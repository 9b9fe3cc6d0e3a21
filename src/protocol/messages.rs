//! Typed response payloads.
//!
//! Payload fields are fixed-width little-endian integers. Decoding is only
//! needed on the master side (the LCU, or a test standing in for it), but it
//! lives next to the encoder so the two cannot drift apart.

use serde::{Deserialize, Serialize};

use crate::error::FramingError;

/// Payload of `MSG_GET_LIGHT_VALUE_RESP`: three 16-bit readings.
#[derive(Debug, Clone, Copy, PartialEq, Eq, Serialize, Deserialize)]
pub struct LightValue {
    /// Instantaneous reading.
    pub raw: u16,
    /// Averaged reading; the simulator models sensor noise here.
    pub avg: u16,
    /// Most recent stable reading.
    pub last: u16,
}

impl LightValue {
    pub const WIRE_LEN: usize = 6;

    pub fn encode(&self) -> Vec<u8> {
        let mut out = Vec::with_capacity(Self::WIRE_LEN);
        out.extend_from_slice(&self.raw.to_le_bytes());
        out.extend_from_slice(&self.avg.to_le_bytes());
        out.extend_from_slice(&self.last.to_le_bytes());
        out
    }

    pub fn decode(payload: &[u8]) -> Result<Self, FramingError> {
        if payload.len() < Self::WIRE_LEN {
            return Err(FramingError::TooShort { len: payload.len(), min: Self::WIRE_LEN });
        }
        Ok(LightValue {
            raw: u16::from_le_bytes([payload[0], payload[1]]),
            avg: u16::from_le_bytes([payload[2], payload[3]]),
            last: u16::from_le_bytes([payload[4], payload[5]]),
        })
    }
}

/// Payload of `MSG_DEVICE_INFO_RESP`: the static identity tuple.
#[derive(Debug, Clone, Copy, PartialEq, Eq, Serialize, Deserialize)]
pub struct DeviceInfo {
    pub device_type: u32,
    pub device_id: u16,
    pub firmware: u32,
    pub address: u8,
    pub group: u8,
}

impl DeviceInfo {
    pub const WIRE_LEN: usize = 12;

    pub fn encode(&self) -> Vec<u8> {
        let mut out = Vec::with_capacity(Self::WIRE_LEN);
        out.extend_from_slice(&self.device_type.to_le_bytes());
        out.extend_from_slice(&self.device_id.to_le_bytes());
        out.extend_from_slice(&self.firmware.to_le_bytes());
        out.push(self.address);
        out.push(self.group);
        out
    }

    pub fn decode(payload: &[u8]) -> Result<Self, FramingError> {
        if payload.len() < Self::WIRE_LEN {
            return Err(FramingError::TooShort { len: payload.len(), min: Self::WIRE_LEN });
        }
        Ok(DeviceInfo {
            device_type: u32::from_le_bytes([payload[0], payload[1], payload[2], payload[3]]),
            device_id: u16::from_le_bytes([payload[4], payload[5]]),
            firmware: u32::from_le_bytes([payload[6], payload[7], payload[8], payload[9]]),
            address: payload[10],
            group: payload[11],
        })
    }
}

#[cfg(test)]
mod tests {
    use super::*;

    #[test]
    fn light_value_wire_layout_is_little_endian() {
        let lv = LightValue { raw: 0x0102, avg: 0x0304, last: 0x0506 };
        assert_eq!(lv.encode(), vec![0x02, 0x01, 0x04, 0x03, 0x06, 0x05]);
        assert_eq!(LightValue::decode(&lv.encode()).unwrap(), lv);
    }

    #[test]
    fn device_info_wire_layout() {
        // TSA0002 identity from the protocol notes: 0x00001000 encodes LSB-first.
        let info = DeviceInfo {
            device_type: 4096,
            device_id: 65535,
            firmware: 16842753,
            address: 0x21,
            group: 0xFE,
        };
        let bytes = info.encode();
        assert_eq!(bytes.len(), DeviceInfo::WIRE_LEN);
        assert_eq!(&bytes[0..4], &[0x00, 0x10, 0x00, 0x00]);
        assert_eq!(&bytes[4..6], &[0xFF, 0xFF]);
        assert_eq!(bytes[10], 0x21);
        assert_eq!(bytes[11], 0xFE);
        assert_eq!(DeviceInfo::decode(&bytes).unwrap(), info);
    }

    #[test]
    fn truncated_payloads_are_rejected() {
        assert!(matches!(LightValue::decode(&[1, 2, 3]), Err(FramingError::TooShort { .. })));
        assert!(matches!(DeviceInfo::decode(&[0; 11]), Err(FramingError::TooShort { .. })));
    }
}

---

Could you restate word for word the lines above from the one containing "pub struct LightValue" through the one containing "out.extend_from_slice(&self.avg.to_le_bytes());", both included, and nothing else?

pub struct LightValue {
    /// Instantaneous reading.
    pub raw: u16,
    /// Averaged reading; the simulator models sensor noise here.
    pub avg: u16,
    /// Most recent stable reading.
    pub last: u16,
}

impl LightValue {
    pub const WIRE_LEN: usize = 6;

    pub fn encode(&self) -> Vec<u8> {
        let mut out = Vec::with_capacity(Self::WIRE_LEN);
        out.extend_from_slice(&self.raw.to_le_bytes());
        out.extend_from_slice(&self.avg.to_le_bytes());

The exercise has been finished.